Tenthday was a moving ceremony, falling on each of the traditional seven weekdays with a mathematical certainty that was like music. Callers marched out from the basilica at dawn, ringing bronze bells and singing the call to prayer. The pious like Mother Kicha and Jurin, and those who wished to be thought well of by the pious, like Isadau and Cithrin, all met the callers barefoot in the streets and joined the procession.

“Thank you,” Cithrin said, handing the leather slippers to Yardem. “This will be more pleasant in the summer when the paving feels less like ice.”

The Tralgu’s wide, canine mouth took on a gentle smile.

“Imagine it will,” he said. His own wide leather boots hung in his hand. Roach stood beside him, his race making him seem more a part of the household than of Cithrin’s guard. Enen was staying behind; there was a whole genre of jokes about what people found at home after the ceremony. Leaving some family behind was considered an acceptable compromise between the worship of God and the nature of humanity. The callers came, bells breaking like waves against the low bass chanting of voices. Cithrin sighed, stood the way Master Kit and Cary had taught her, and joined the household as they stepped into the street. The steady pace allowed even the oldest among them to keep up, and Cithrin let her mind wander as they passed through the wide streets of Suddapal. The group was mostly Timzinae, but the massive bodies of Yemmu lumbered among them, as well as the tall and tall- eared Tralgu. Cithrin was the only Cinnae or Firstblood; her pale skin and hair stood out like a star in the night sky, and she caught more than a few people craning their necks for a glimpse of the newcomer. She tried not to feel awkward about it.

The city here sloped down to the south. The sea was a greater whiteness behind sun-glowing mist. The sky was pale as opal.

Magistra Isadau appeared at her side, and Cithrin nodded formally. Some swift calculation seemed to pass behind the older woman’s eyes before she returned the gesture.

“You’re looking well this morning, Cithrin.”

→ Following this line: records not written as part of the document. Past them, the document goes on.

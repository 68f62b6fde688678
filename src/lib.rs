pub mod config;
pub mod database;
pub mod dto;
pub mod error;
pub mod models;
pub mod repository;
pub mod services;
pub mod utils;

use std::sync::Arc;

use crate::config::Config;
use crate::error::Result;
use crate::repository::{PgStore, RecruitmentStore};
use crate::services::{
    application_service::ApplicationService,
    audit_service::AuditService,
    communication_service::CommunicationService,
    cv_service::CvService,
    dashboard_service::DashboardService,
    email_service::{EmailSender, RelayEmailSender},
    interview_service::InterviewService,
    job_service::JobService,
    notification_service::NotificationService,
    sms_service::{RelaySmsSender, SmsSender},
};
use sqlx::PgPool;

#[derive(Clone)]
pub struct AppState {
    pub notification_service: NotificationService,
    pub audit_service: AuditService,
    pub communication_service: CommunicationService,
    pub cv_service: CvService,
    pub job_service: JobService,
    pub application_service: ApplicationService,
    pub interview_service: InterviewService,
    pub dashboard_service: DashboardService,
}

impl AppState {
    /// Wires every service over one store and one pair of delivery channels.
    pub fn new<S>(
        store: Arc<S>,
        email: Arc<dyn EmailSender>,
        sms: Arc<dyn SmsSender>,
        cv_storage_dir: impl Into<std::path::PathBuf>,
    ) -> Self
    where
        S: RecruitmentStore + 'static,
    {
        let notification_service =
            NotificationService::new(store.clone(), store.clone(), email.clone(), sms);
        let audit_service =
            AuditService::new(store.clone(), store.clone(), notification_service.clone());
        let communication_service = CommunicationService::new(
            store.clone(),
            email,
            audit_service.clone(),
            notification_service.clone(),
        );
        let cv_service = CvService::new(
            store.clone(),
            store.clone(),
            audit_service.clone(),
            cv_storage_dir,
        );
        let job_service = JobService::new(
            store.clone(),
            store.clone(),
            audit_service.clone(),
            notification_service.clone(),
        );
        let application_service = ApplicationService::new(
            store.clone(),
            store.clone(),
            store.clone(),
            store.clone(),
            audit_service.clone(),
            notification_service.clone(),
        );
        let interview_service = InterviewService::new(
            store.clone(),
            store.clone(),
            store.clone(),
            store.clone(),
            audit_service.clone(),
            notification_service.clone(),
        );
        let dashboard_service = DashboardService::new(
            store.clone(),
            store.clone(),
            store.clone(),
            store.clone(),
            store,
        );

        Self {
            notification_service,
            audit_service,
            communication_service,
            cv_service,
            job_service,
            application_service,
            interview_service,
            dashboard_service,
        }
    }

    /// Production wiring: Postgres storage and the HTTP relay senders.
    pub fn from_pool(pool: PgPool, config: &Config) -> Result<Self> {
        let email = RelayEmailSender::new(config.email.clone(), config.delivery_timeout)?;
        let sms = RelaySmsSender::new(config.sms.clone(), config.delivery_timeout)?;
        Ok(Self::new(
            Arc::new(PgStore::new(pool)),
            Arc::new(email),
            Arc::new(sms),
            config.cv_storage_dir.clone(),
        ))
    }
}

“Thank you,” Cithrin said over the chant and the bells.

“I saw that you’d begun your review of the books?”

“I have,” Cithrin said, then looked around her. They were where the private business of the bank would be overheard if spoken of, and yet the magistra’s comment felt like an invitation. Cithrin felt a tightening in her gut, like a rat smelling a dog, but not sure yet which direction held the danger. “I’ll want to look over them more this afternoon.”

“I suspect we can make time for it,” Isadau said. “There are some people I would like you to meet after the ceremony.”

Cithrin smiled carefully.

“Whatever you think wise,” she said, keeping her tone cheerful.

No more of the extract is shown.